[HN Gopher] JanusGraph - Distributed, open source, scalable grap...
       ___________________________________________________________________
        
       JanusGraph - Distributed, open source, scalable graph database
        
       Author : patternexon
       Score  : 68 points
       Date   : 2021-07-07 15:19 UTC (7 hours ago)
        
 (HTM) web link (janusgraph.org)
 (TXT) w3m dump (janusgraph.org)
        
       | mrdoops wrote:
       | A lot of comments not sure about what Graph DBs are good for:
       | 
       | * Flexible knowledge association i.e. Knowledge Graphing
       | 
       | * Modeling and querying associations / models with many-steps-
       | removed requirements
       | 
       | * Expert Systems / Inference Engines
       | 
       | * Lazy traversal for complex job scheduling
       | 
       | Graph DBs are not good at being a general purpose 95% of use
       | cases database. Just use Postgres/MySQL if you're not sure. We
       | use Neptune (AWS managed GraphDB) to model cybersecurity
       | dependencies between many companies and report on supply chain
       | vulnerabilities many steps removed.

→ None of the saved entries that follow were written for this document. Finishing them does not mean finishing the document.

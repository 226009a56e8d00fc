//! D-Bus client for `com.victronenergy.*` services.
//!
//! Every Venus service owns a well-known name `com.victronenergy.<type>.<instance>`
//! and exposes its values as objects implementing `com.victronenergy.BusItem`.
//! This client:
//!
//! 1. subscribes to bus signals *before* enumerating, so nothing published in
//!    between is lost,
//! 2. lists the matching services and fetches their items with `GetItems`,
//! 3. streams `ItemsChanged` / `PropertiesChanged` / `NameOwnerChanged` as
//!    [`BusEvent`]s until the connection drops.
//!
//! Writes go through a cheap [`DbusWriter`] clone of the connection so they
//! can run on their own task.

use std::collections::HashMap;
use std::fmt;
use std::str::FromStr;

use futures_util::StreamExt;
use tracing::{debug, trace, warn};
use zbus::connection::Builder;
use zbus::zvariant::{OwnedValue, Value};
use zbus::message::Type as MessageType;
use zbus::{Connection, MatchRule, Message, MessageStream};

use crate::error::Error;

/// Well-known name prefix shared by all Venus services.
pub const SERVICE_PREFIX: &str = "com.victronenergy.";

/// Interface implemented by every published object.
pub const BUS_ITEM_INTERFACE: &str = "com.victronenergy.BusItem";

const DBUS_NAME: &str = "org.freedesktop.DBus";
const DBUS_PATH: &str = "/org/freedesktop/DBus";

/// Signals buffered by zbus before the stream is polled.
const SIGNAL_QUEUE: usize = 4096;

// ── Address ──────────────────────────────────────────────────────────

/// Where to find the bus.
#[derive(Debug, Clone, PartialEq, Eq)]
pub enum DbusAddress {
    /// The system bus (default on a GX device).
    System,
    /// The session bus of the current user.
    Session,
    /// Explicit D-Bus address, e.g. `tcp:host=localhost,port=3000`.
    Address(String),
}

impl FromStr for DbusAddress {
    type Err = Error;

    fn from_str(s: &str) -> Result<Self, Self::Err> {
        match s.trim() {
            "" | "system" => Ok(Self::System),
            "session" => Ok(Self::Session),
            other => {
                zbus::Address::from_str(other).map_err(|e| Error::InvalidBusAddress {
                    address: other.to_owned(),
                    reason: e.to_string(),
                })?;
                Ok(Self::Address(other.to_owned()))
            }
        }
    }
}

impl fmt::Display for DbusAddress {
    fn fmt(&self, f: &mut fmt::Formatter<'_>) -> fmt::Result {
        match self {
            Self::System => f.write_str("system"),
            Self::Session => f.write_str("session"),
            Self::Address(a) => f.write_str(a),
        }
    }
}

// ── Wire values ──────────────────────────────────────────────────────

/// A decoded D-Bus variant, reduced to what BusItems actually publish.
#[derive(Debug, Clone, PartialEq)]
pub enum WireValue {
    /// Venus encodes "no value" as an empty array.
    Invalid,
    Bool(bool),
    Int(i64),
    UInt(u64),
    Double(f64),
    Str(String),
    Bytes(Vec<u8>),
    List(Vec<WireValue>),
}

impl WireValue {
    /// Decode a zvariant value. Unsupported containers decode as `Invalid`.
    pub fn from_variant(value: &Value<'_>) -> Self {
        match value {
            Value::Bool(b) => Self::Bool(*b),
            Value::U8(v) => Self::UInt(u64::from(*v)),
            Value::U16(v) => Self::UInt(u64::from(*v)),
            Value::U32(v) => Self::UInt(u64::from(*v)),
            Value::U64(v) => Self::UInt(*v),
            Value::I16(v) => Self::Int(i64::from(*v)),
            Value::I32(v) => Self::Int(i64::from(*v)),
            Value::I64(v) => Self::Int(*v),
            Value::F64(v) => Self::Double(*v),
            Value::Str(s) => Self::Str(s.as_str().to_owned()),
            Value::ObjectPath(p) => Self::Str(p.as_str().to_owned()),
            Value::Value(inner) => Self::from_variant(inner),
            Value::Array(items) => {
                if items.is_empty() {
                    Self::Invalid
                } else if items.iter().all(|v| matches!(v, Value::U8(_))) {
                    Self::Bytes(
                        items
                            .iter()
                            .filter_map(|v| match v {
                                Value::U8(b) => Some(*b),
                                _ => None,
                            })
                            .collect(),
                    )
                } else {
                    Self::List(items.iter().map(Self::from_variant).collect())
                }
            }
            other => {
                trace!(signature = %other.value_signature(), "unsupported variant");
                Self::Invalid
            }
        }
    }

    /// Encode for a `SetValue` call.
    pub fn to_variant(&self) -> Result<Value<'static>, Error> {
        Ok(match self {
            Self::Invalid => Value::from(Vec::<i32>::new()),
            Self::Bool(b) => Value::Bool(*b),
            Self::Int(i) => i32::try_from(*i).map_or(Value::I64(*i), Value::I32),
            Self::UInt(u) => u32::try_from(*u).map_or(Value::U64(*u), Value::U32),
            Self::Double(d) => Value::F64(*d),
            Self::Str(s) => Value::from(s.clone()),
            Self::Bytes(b) => Value::from(b.clone()),
            Self::List(_) => return Err(Error::UnsupportedValue("list".into())),
        })
    }
}

/// One object of a service: its object path, value and display text.
#[derive(Debug, Clone, PartialEq)]
pub struct BusItemValue {
    /// Object path, e.g. `/Dc/0/Voltage`.
    pub path: String,
    pub value: WireValue,
    pub text: Option<String>,
}

/// A raw change observed on the bus.
#[derive(Debug, Clone, PartialEq)]
pub enum BusEvent {
    /// A service registered (or was present at startup) with these items.
    ServiceAppeared {
        service: String,
        items: Vec<BusItemValue>,
    },
    /// A service released its name.
    ServiceVanished { service: String },
    /// One or more items of a service changed.
    ItemsChanged {
        service: String,
        items: Vec<BusItemValue>,
    },
}

type ItemMap = HashMap<String, HashMap<String, OwnedValue>>;

// ── DbusClient ───────────────────────────────────────────────────────

/// A live connection to a bus with the Venus signal subscription in place.
pub struct DbusClient {
    conn: Connection,
    signals: MessageStream,
    /// Unique connection name (`:1.42`) → well-known service name.
    owners: HashMap<String, String>,
}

Those kinds of queries are
       | non-trivial and expensive on anything but a Graph Database.
       | 
       | As GraphDBs meet niche query requirements you usually have other
       | databases involved in the full application. If you want to
       | tractably manage many databases in a system you ideally want to
       | be in streaming / event sourced semantics. If you're already in
       | an imperative crud-around-data / batch pipeline you'll find
       | greater maintenance costs in adopting a GraphDB or any additional
       | DB for that matter.
        
         | jshen wrote:
         | I have yet to see streaming/event sourcing work well. Every
         | time I've seen it used it's caused more problems than it's
         | resolved. The main problems, out of order events and/or slow to
         | propagate events.
        
           | mrdoops wrote:
           | From a technical perspective there are plenty of ways to
           | serialize / order some stream of events in a reasonable way.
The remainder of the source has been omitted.